The package is a set of DVD authoring tools aimed at the home user with little or no experience. Based around a project tree down the left-hand side of the screen, you’ll be able to view at a glance any footage you have to hand. You’ll also notice that support is now offered for both 4:3 as well as widescreen, with a range of templates natively supporting both formats.
When you click on any footage you’ll be able to play a preview of it, while a right-click allows you to open VideoWave, which is an editing tool. There is nothing particularly new here, as it allows you to edit footage either in a timeline or by a storyboard, which is easier for first-time users to get to grips with. Alongside the standard editing tools, Roxio has included well over 200 different effects, so even the most ambitious first-time user can get to grips with, which means you can experiment.

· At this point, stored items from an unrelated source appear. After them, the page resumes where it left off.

//! Error kinds for the mnemonic/Shamir core.
//!
//! Every non-invariant error bubbles up through [`CoreError`]; no operation
//! in this crate panics on caller-supplied input. `InternalInvariant` is
//! reserved for conditions that indicate a bug in this crate itself (a bad
//! buffer index, a coefficient array of the wrong size) rather than bad
//! input, and callers should treat it as fatal.

use thiserror::Error;

/// Errors produced by the BigInt, BIP-39 and Shamir engine layers.
#[derive(Debug, Error, Clone, PartialEq, Eq)]
pub enum CoreError {
    /// Wrong word count, unknown word, or bad checksum.
    #[error("invalid mnemonic: {0}")]
    InvalidMnemonic(String),

    /// Threshold/share-count out of range, duplicate share index, or too
    /// few shares supplied.
    #[error("invalid arguments: {0}")]
    InvalidArguments(String),

    /// The system RNG failed to produce randomness.
    #[error("randomness failure: {0}")]
    RandomnessFailure(String),

    /// The split rejection loop hit `MAX_ITERATIONS` without finding a
    /// batch of shares that all fit in 256 bits.
    #[error("rejection loop exhausted after {0} iterations")]
    RejectionExhausted(usize),

    /// Lagrange interpolation produced a value that exceeds 256 bits,
    /// which only happens when the supplied shares are not all consistent
    /// with the same polynomial.
    #[error("reconstruction failure: recovered value exceeds 256 bits, shares are likely invalid")]
    ReconstructionFailure,

    /// A programmer error: a buffer index, bit offset, or array length
    /// invariant was violated. This should never happen for any input this
    /// crate's public API accepts; surfacing it as an error (rather than
    /// panicking outright) lets callers and tests observe it without
    /// taking the whole process down.
    #[error("internal invariant violated: {0}")]
    InternalInvariant(String),
}

pub type Result<T> = std::result::Result<T, CoreError>;
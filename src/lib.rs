// Internal library for testing purposes
// Not intended for external use as a library

pub mod bigint;
pub mod bip39;
pub mod domain;
pub mod error;
pub mod facade;
pub mod hash;
pub mod shamir;
pub mod wordlist;

#[cfg(feature = "cli")]
pub mod cli;
#[cfg(feature = "cli")]
pub mod commands;
#[cfg(feature = "cli")]
pub mod input;

// WASM bindings (only for wasm32 target)
#[cfg(target_arch = "wasm32")]
pub mod wasm;
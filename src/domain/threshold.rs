//! `Threshold` newtype for Shamir Secret Sharing.

use crate::error::{CoreError, Result};

/// Minimum number of shares required to reconstruct a secret.
///
/// Invariant: `2 <= value <= 20`. A threshold of 1 provides no security
/// benefit (any single share would recover the secret outright); 20 is the
/// ceiling the original tool imposes so `x` values stay representable as
/// small share indices and the split rejection loop stays tractable.
#[derive(Debug, Clone, Copy, PartialEq, Eq, PartialOrd, Ord)]
pub struct Threshold(u8);

impl Threshold {
    /// Minimum valid threshold.
    pub const MIN: u8 = 2;
    /// Maximum valid threshold.
    pub const MAX: u8 = 20;

    /// Creates a new threshold, failing if `value` is outside `2..=20`.
    ///
    /// # Errors
    /// Returns [`CoreError::InvalidArguments`] if `value` is outside range.
    ///
    /// # Examples
    ///
    /// ```rust
    /// use mnemonic_sss::domain::Threshold;
    ///
    /// let threshold = Threshold::new(3).unwrap();
    /// assert_eq!(*threshold, 3);
    ///
    /// assert!(Threshold::new(1).is_err());
    /// assert!(Threshold::new(21).is_err());
    /// ```
    pub fn new(value: u8) -> Result<Self> {
        if !(Self::MIN..=Self::MAX).contains(&value) {
            return Err(CoreError::InvalidArguments(format!(
                "threshold must be between {} and {}, got {value}",
                Self::MIN,
                Self::MAX
            )));
        }
        Ok(Self(value))
    }
}

impl std::ops::Deref for Threshold {
    type Target = u8;

    #[inline]
    fn deref(&self) -> &Self::Target {
        &self.0
    }
}

impl std::fmt::Display for Threshold {
    fn fmt(&self, f: &mut std::fmt::Formatter<'_>) -> std::fmt::Result {
        write!(f, "{}", self.0)
    }
}

#[cfg(test)]
mod tests {
    use super::*;

    #[test]
    fn rejects_below_minimum() {
        assert!(Threshold::new(0).is_err());
        assert!(Threshold::new(1).is_err());
    }

    #[test]
    fn rejects_above_maximum() {
        assert!(Threshold::new(21).is_err());
        assert!(Threshold::new(255).is_err());
    }

    #[test]
    fn accepts_boundary_values() {
        assert_eq!(*Threshold::new(2).unwrap(), 2);
        assert_eq!(*Threshold::new(20).unwrap(), 20);
    }
}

If you haven’t got time, or the confidence, to create a DVD, you can opt for the wizard-based assistant. This is a simple but powerful tool that allows you to add the footage and the text you want into pre-defined templates.
With the UK about to experience Hi-Def fever is makes perfect sense for Roxio to bundle in support for the format into MyDVD. In this version you can either take your recorded HD TV shows, or even DivX HD files, and import as you would any footage to be edited and burnt to disc as DivX HD files. Support is now offered for DivXHD, MPEG2 HD, and Windows MCE HDTV video file formats.
If you don’t want to worry about editing and simply want to copy your HD camera footage to disc, the new Plug & Burn feature allows you to simply do so, with the added bonus of wizard created menus screens.
It’s not all-good news, as you’ll find some tasks really draw on the power of your computer. We tested it on a Pentium M with 2.8GHz processor, backed by 512MB and 160GB hard drive with 7200rpm rotational speed and found that things would some times start slowing down.
Roxio has done a great job with this product. As an entry-level DVD authoring tool it’s as easy to use as ever and really takes the strain out of copying you files to disc.
If you’ve invested in an Hi-Def TV this summer, you’ll need the right software to go with it and you could do a lot worse than MyDVD 8.